### Task requirements
Read through the lines below for the string "password" and copy each one that has it.

### Records shown
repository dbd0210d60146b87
use bcrypt::{DEFAULT_COST, hash, verify};

use crate::errors::AppError;

pub fn hash_password(password: &str) -> Result<String, AppError> {
    hash(password, DEFAULT_COST)
        .map_err(|e| AppError::internal(anyhow::anyhow!("Failed to hash password: {}", e)))
}

pub fn verify_password(password: &str, hash: &str) -> Result<bool, AppError> {
    verify(password, hash)
        .map_err(|e| AppError::internal(anyhow::anyhow!("Failed to verify password: {}", e)))
}
use axum::{
    Router,
    routing::{get, post},
};

use super::controller::{create_teacher, delete_teacher, get_teacher, get_teachers, update_teacher};
use crate::state::AppState;

pub fn init_teachers_router() -> Router<AppState> {
    Router::new()
        .route("/", post(create_teacher).get(get_teachers))
        .route(
            "/{id}",
            get(get_teacher).put(update_teacher).delete(delete_teacher),
        )
}
use axum::{
    Router,
    routing::{get, post},
};

use super::controller::{create_service, delete_service, get_service, get_services, update_service};
use crate::state::AppState;

pub fn init_services_router() -> Router<AppState> {
    Router::new()
        .route("/", post(create_service).get(get_services))
        .route(
            "/{id}",
            get(get_service).put(update_service).delete(delete_service),
        )
}
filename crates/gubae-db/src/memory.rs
//! In-process document store.

use std::collections::HashMap;

use async_trait::async_trait;
use serde_json::Value;
use tokio::sync::RwLock;
use uuid::Uuid;

use crate::{Document, DocumentStore, Filter, ID_FIELD, StoreError, strip_id, unique_value};

type Collection = Vec<(Uuid, Document)>;

fn taken(docs: &Collection, field: &str, value: &str, except: Option<Uuid>) -> bool {
    docs.iter().any(|(doc_id, doc)| {
        Some(*doc_id) != except && unique_value(doc, field) == Some(value)
    })
}

fn changes_anything(document: &Document, changes: &Document) -> bool {
    changes
        .iter()
        .any(|(key, value)| document.get(key) != Some(value))
}

#[derive(Debug, Default)]
pub struct MemoryDocumentStore {
    collections: RwLock<HashMap<String, Collection>>,
}

impl MemoryDocumentStore {
    pub fn new() -> Self {
        Self::default()
    }
}

#[async_trait]
impl DocumentStore for MemoryDocumentStore {
    async fn insert(&self, collection: &str, mut document: Document) -> Result<Document, StoreError> {
        let id = Uuid::new_v4();
        document.insert(ID_FIELD.to_string(), Value::String(id.to_string()));

        self.collections
            .write()
            .await
            .entry(collection.to_string())
            .or_default()
            .push((id, document.clone()));

        Ok(document)
    }

    async fn insert_unique(
        &self,
        collection: &str,
        field: &str,
        mut document: Document,
    ) -> Result<Document, StoreError> {
        let id = Uuid::new_v4();
        document.insert(ID_FIELD.to_string(), Value::String(id.to_string()));

        let mut collections = self.collections.write().await;
        let docs = collections.entry(collection.to_string()).or_default();
        if unique_value(&document, field).is_some_and(|value| taken(docs, field, value, None)) {
            return Err(StoreError::duplicate(collection, field));
        }

        docs.push((id, document.clone()));
        Ok(document)
    }

    async fn find(&self, collection: &str, filter: &Filter) -> Result<Vec<Document>, StoreError> {
        let collections = self.collections.read().await;
        Ok(collections
            .get(collection)
            .map(|docs| {
                docs.iter()
                    .filter(|(_, doc)| filter.matches(doc))
                    .map(|(_, doc)| doc.clone())
                    .collect()
            })
            .unwrap_or_default())
    }

    async fn find_by_id(&self, collection: &str, id: Uuid) -> Result<Option<Document>, StoreError> {
        let collections = self.collections.read().await;
        Ok(collections.get(collection).and_then(|docs| {
            docs.iter()
                .find(|(doc_id, _)| *doc_id == id)
                .map(|(_, doc)| doc.clone())
        }))
    }

    async fn update_by_id(
        &self,
        collection: &str,
        id: Uuid,
        changes: Document,
    ) -> Result<Option<Document>, StoreError> {
        let changes = strip_id(changes);
        let mut collections = self.collections.write().await;

        let Some((_, doc)) = collections
            .get_mut(collection)
            .and_then(|docs| docs.iter_mut().find(|(doc_id, _)| *doc_id == id))
        else {
            return Ok(None);
        };

        doc.extend(changes);
        Ok(Some(doc.clone()))
    }

    async fn update_unique(
        &self,
        collection: &str,
        id: Uuid,
        field: &str,
        changes: Document,
    ) -> Result<Option<Document>, StoreError> {
        let changes = strip_id(changes);
        let mut collections = self.collections.write().await;
        let Some(docs) = collections.get_mut(collection) else {
            return Ok(None);
        };
        let Some(position) = docs.iter().position(|(doc_id, _)| *doc_id == id) else {
            return Ok(None);
        };

        if unique_value(&changes, field).is_some_and(|value| taken(docs, field, value, Some(id))) {
            return Err(StoreError::duplicate(collection, field));
        }

        let doc = &mut docs[position].1;
        doc.extend(changes);
        Ok(Some(doc.clone()))
    }

    async fn update_many(
        &self,
        collection: &str,
        ids: &[Uuid],
        changes: Document,
    ) -> Result<u64, StoreError> {
        let changes = strip_id(changes);
        let mut collections = self.collections.write().await;
        let Some(docs) = collections.get_mut(collection) else {
            return Ok(0);
        };

        let mut modified = 0;
        for (doc_id, doc) in docs.iter_mut() {
            if ids.contains(doc_id) && changes_anything(doc, &changes) {
                doc.extend(changes.clone());
                modified += 1;
            }
        }

        Ok(modified)
    }

    async fn delete_by_id(&self, collection: &str, id: Uuid) -> Result<bool, StoreError> {
        let mut collections = self.collections.write().await;
        let Some(docs) = collections.get_mut(collection) else {
            return Ok(false);
        };

        let before = docs.len();
        docs.retain(|(doc_id, _)| *doc_id != id);
        Ok(docs.len() < before)
    }

    async fn count(&self, collection: &str, filter: &Filter) -> Result<u64, StoreError> {
        let collections = self.collections.read().await;
        Ok(collections
            .get(collection)
            .map(|docs| docs.iter().filter(|(_, doc)| filter.matches(doc)).count() as u64)
            .unwrap_or(0))
    }
}

#[cfg(test)]
mod tests {
    use super::*;
    use serde_json::json;

    fn doc(value: Value) -> Document {
        value.as_object().cloned().unwrap()
    }

    fn id_of(document: &Document) -> Uuid {
        document[ID_FIELD].as_str().unwrap().parse().unwrap()
    }

    #[tokio::test]
    async fn test_insert_assigns_fresh_id() {
        let store = MemoryDocumentStore::new();
        let inserted = store
            .insert("groups", doc(json!({"id": "client-chosen", "name": "Ann"})))
            .await
            .unwrap();

        let id = id_of(&inserted);
        let found = store.find_by_id("groups", id).await.unwrap().unwrap();
        assert_eq!(found["name"], "Ann");
    }

    #[tokio::test]
    async fn test_find_filters_and_keeps_insertion_order() {
        let store = MemoryDocumentStore::new();
        for name in ["Ann", "Ben", "Anna"] {
            store.insert("groups", doc(json!({"name": name}))).await.unwrap();
        }

        let found = store
            .find("groups", &Filter::new().contains("name", Some("ann")))
            .await
            .unwrap();
        let names: Vec<_> = found.iter().map(|d| d["name"].as_str().unwrap()).collect();
        assert_eq!(names, vec!["Ann", "Anna"]);
    }

    #[tokio::test]
    async fn test_collections_are_isolated() {
        let store = MemoryDocumentStore::new();
        store.insert("staff", doc(json!({"name": "Ann"}))).await.unwrap();

        assert!(store.find("teachers", &Filter::new()).await.unwrap().is_empty());
        assert_eq!(store.count("staff", &Filter::new()).await.unwrap(), 1);
    }

    #[tokio::test]
    async fn test_update_merges_and_keeps_id() {
        let store = MemoryDocumentStore::new();
        let inserted = store
            .insert("services", doc(json!({"item": "Chairs", "quantity": 10})))
            .await
            .unwrap();
        let id = id_of(&inserted);

        let updated = store
            .update_by_id(
                "services",
                id,
                doc(json!({"quantity": 4, "id": Uuid::new_v4().to_string()})),
            )
            .await
            .unwrap()
            .unwrap();

        assert_eq!(updated["item"], "Chairs");
        assert_eq!(updated["quantity"], 4);
        assert_eq!(id_of(&updated), id);
    }

    #[tokio::test]
    async fn test_update_missing_returns_none() {
        let store = MemoryDocumentStore::new();
        let result = store
            .update_by_id("services", Uuid::new_v4(), Document::new())
            .await
            .unwrap();
        assert!(result.is_none());
    }

    #[tokio::test]
    async fn test_update_many_counts_modified_documents() {
        let store = MemoryDocumentStore::new();
        let a = id_of(&store.insert("members", doc(json!({"n": 1}))).await.unwrap());
        let b = id_of(&store.insert("members", doc(json!({"n": 2}))).await.unwrap());
        store.insert("members", doc(json!({"n": 3}))).await.unwrap();

        let matched = store
            .update_many(
                "members",
                &[a, b, Uuid::new_v4()],
                doc(json!({"isCompleted": true})),
            )
            .await
            .unwrap();
        assert_eq!(matched, 2);

        let completed = store
            .count("members", &Filter::new().eq("isCompleted", true))
            .await
            .unwrap();
        assert_eq!(completed, 2);

        let again = store
            .update_many("members", &[a, b], doc(json!({"isCompleted": true})))
            .await
            .unwrap();
        assert_eq!(again, 0);
    }

    #[tokio::test]
    async fn test_insert_unique_rejects_taken_value() {
        let store = MemoryDocumentStore::new();
        store
            .insert_unique("staff", "email", doc(json!({"email": "almaz@example.com"})))
            .await
            .unwrap();

        let err = store
            .insert_unique("staff", "email", doc(json!({"email": "almaz@example.com"})))
            .await
            .unwrap_err();
        assert!(matches!(err, StoreError::Duplicate { ref field, .. } if field == "email"));

        store
            .insert_unique("teachers", "email", doc(json!({"email": "almaz@example.com"})))
            .await
            .unwrap();
        for _ in 0..2 {
            store
                .insert_unique("staff", "email", doc(json!({"name": "No email"})))
                .await
                .unwrap();
        }
        assert_eq!(store.count("staff", &Filter::new()).await.unwrap(), 3);
    }

    #[tokio::test(flavor = "multi_thread", worker_threads = 4)]
    async fn test_concurrent_insert_unique_keeps_one() {
        let store = std::sync::Arc::new(MemoryDocumentStore::new());

        let handles: Vec<_> = (0..8)
            .map(|_| {
                let store = store.clone();
                tokio::spawn(async move {
                    store
                        .insert_unique("admins", "email", doc(json!({"email": "dup@example.com"})))
                        .await
                })
            })
            .collect();

        let mut inserted = 0;
        for handle in handles {
            if handle.await.unwrap().is_ok() {
                inserted += 1;
            }
        }
        assert_eq!(inserted, 1);
        assert_eq!(store.count("admins", &Filter::new()).await.unwrap(), 1);
    }

    #[tokio::test]
    async fn test_update_unique() {
        let store = MemoryDocumentStore::new();
        let almaz = id_of(
            &store
                .insert("staff", doc(json!({"email": "almaz@example.com"})))
                .await
                .unwrap(),
        );
        store
            .insert("staff", doc(json!({"email": "kebede@example.com"})))
            .await
            .unwrap();

        let kept = store
            .update_unique("staff", almaz, "email", doc(json!({"email": "almaz@example.com"})))
            .await
            .unwrap();
        assert!(kept.is_some());

        let err = store
            .update_unique("staff", almaz, "email", doc(json!({"email": "kebede@example.com"})))
            .await
            .unwrap_err();
        assert!(matches!(err, StoreError::Duplicate { .. }));

        let missing = store
            .update_unique(
                "staff",
                Uuid::new_v4(),
                "email",
                doc(json!({"email": "kebede@example.com"})),
            )
            .await
            .unwrap();
        assert!(missing.is_none());
    }

    #[tokio::test]
    async fn test_delete_by_id() {
        let store = MemoryDocumentStore::new();
        let id = id_of(&store.insert("teachers", doc(json!({"n": 1}))).await.unwrap());

        assert!(store.delete_by_id("teachers", id).await.unwrap());
        assert!(!store.delete_by_id("teachers", id).await.unwrap());
        assert!(store.find_by_id("teachers", id).await.unwrap().is_none());
    }

    #[tokio::test]
    async fn test_find_one_returns_first_match() {
        let store = MemoryDocumentStore::new();
        store
            .insert("admins", doc(json!({"email": "a@example.com"})))
            .await
            .unwrap();

        let found = store
            .find_one("admins", &Filter::new().eq("email", "a@example.com"))
            .await
            .unwrap();
        assert!(found.is_some());

        let missing = store
            .find_one("admins", &Filter::new().eq("email", "b@example.com"))
            .await
            .unwrap();
        assert!(missing.is_none());
    }
}
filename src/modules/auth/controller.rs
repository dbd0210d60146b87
use axum::{Json, extract::State, http::StatusCode};
use tracing::instrument;

use gubae_core::AppError;
use gubae_models::{AdminResponse, ErrorResponse, LoginRequest, LoginResponse, RegisterRequest};

use super::service::AuthService;
use crate::state::AppState;
use crate::validator::ValidatedJson;

/// Register an administrator
#[utoipa::path(
    post,
    path = "/api/auth/register",
    request_body = RegisterRequest,
    responses(
        (status = 201, description = "Admin registered", body = AdminResponse),
        (status = 400, description = "Validation error or admin already exists", body = ErrorResponse),
        (status = 500, description = "Internal server error", body = ErrorResponse)
    ),
    tag = "Authentication"
)]
#[instrument(skip(state, dto))]
pub async fn register_admin(
    State(state): State<AppState>,
    ValidatedJson(dto): ValidatedJson<RegisterRequest>,
) -> Result<(StatusCode, Json<AdminResponse>), AppError> {
    let admin = AuthService::register(state.store(), dto).await?;
    Ok((StatusCode::CREATED, Json(admin)))
}

/// Log in and receive an access token
#[utoipa::path(
    post,
    path = "/api/auth/login",
    request_body = LoginRequest,
    responses(
        (status = 200, description = "Login successful", body = LoginResponse),
        (status = 400, description = "Validation error", body = ErrorResponse),
        (status = 401, description = "Wrong password", body = ErrorResponse),
        (status = 404, description = "Unknown email", body = ErrorResponse),
        (status = 500, description = "Internal server error", body = ErrorResponse)
    ),
    tag = "Authentication"
)]
#[instrument(skip(state, dto))]
pub async fn login_admin(
    State(state): State<AppState>,
    ValidatedJson(dto): ValidatedJson<LoginRequest>,
) -> Result<Json<LoginResponse>, AppError> {
    let response = AuthService::login(state.store(), &state.tokens, dto).await?;
    Ok(Json(response))
}
use axum::{
    extract::{FromRequestParts, Request, State},
    http::{HeaderMap, header, request::Parts},
    middleware::Next,
    response::Response,
};
use tracing::debug;

use gubae_auth::{Claims, TokenCodec, TokenVerification};
use gubae_core::AppError;

use crate::state::AppState;

pub const MISSING_TOKEN: &str = "Access token is missing";
pub const INVALID_TOKEN: &str = "Invalid access token";

/// Claims of the administrator making the request.
#[derive(Debug, Clone)]
pub struct AuthUser(pub Claims);

impl AuthUser {
    pub fn identifier(&self) -> &str {
        self.0.identifier()
    }
}

/// Second whitespace-separated segment of the `Authorization` header.
///
/// The scheme word is not checked: `Token abc` yields `abc` just like
/// `Bearer abc`.
pub fn bearer_token(headers: &HeaderMap) -> Option<&str> {
    headers
        .get(header::AUTHORIZATION)?
        .to_str()
        .ok()?
        .split_whitespace()
        .nth(1)
}

pub fn authenticate(tokens: &TokenCodec, headers: &HeaderMap) -> Result<AuthUser, AppError> {
    let token = bearer_token(headers).ok_or_else(|| AppError::unauthorized(MISSING_TOKEN))?;

    match tokens.verify(token) {
        TokenVerification::Valid(claims) => Ok(AuthUser(claims)),
        TokenVerification::Invalid { reason } if reason.is_empty() => {
            Err(AppError::forbidden(INVALID_TOKEN))
        }
        TokenVerification::Invalid { reason } => Err(AppError::forbidden(reason)),
    }
}

pub async fn require_auth(
    State(state): State<AppState>,
    mut req: Request,
    next: Next,
) -> Result<Response, AppError> {
    let auth_user = authenticate(&state.tokens, req.headers())?;
    debug!(admin = %auth_user.identifier(), "Authenticated request");

    req.extensions_mut().insert(auth_user);
    Ok(next.run(req).await)
}

impl<S> FromRequestParts<S> for AuthUser
where
    S: Send + Sync,
{
    type Rejection = AppError;

    async fn from_request_parts(parts: &mut Parts, _state: &S) -> Result<Self, Self::Rejection> {
        parts
            .extensions
            .get::<AuthUser>()
            .cloned()
            .ok_or_else(|| AppError::unauthorized(MISSING_TOKEN))
    }
}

### Solution to the problem
pub fn hash_password(password: &str) -> Result<String, AppError> {
    hash(password, DEFAULT_COST)
        .map_err(|e| AppError::internal(anyhow::anyhow!("Failed to hash password: {}", e)))
pub fn verify_password(password: &str, hash: &str) -> Result<bool, AppError> {
    verify(password, hash)
        .map_err(|e| AppError::internal(anyhow::anyhow!("Failed to verify password: {}", e)))
        (status = 401, description = "Wrong password", body = ErrorResponse),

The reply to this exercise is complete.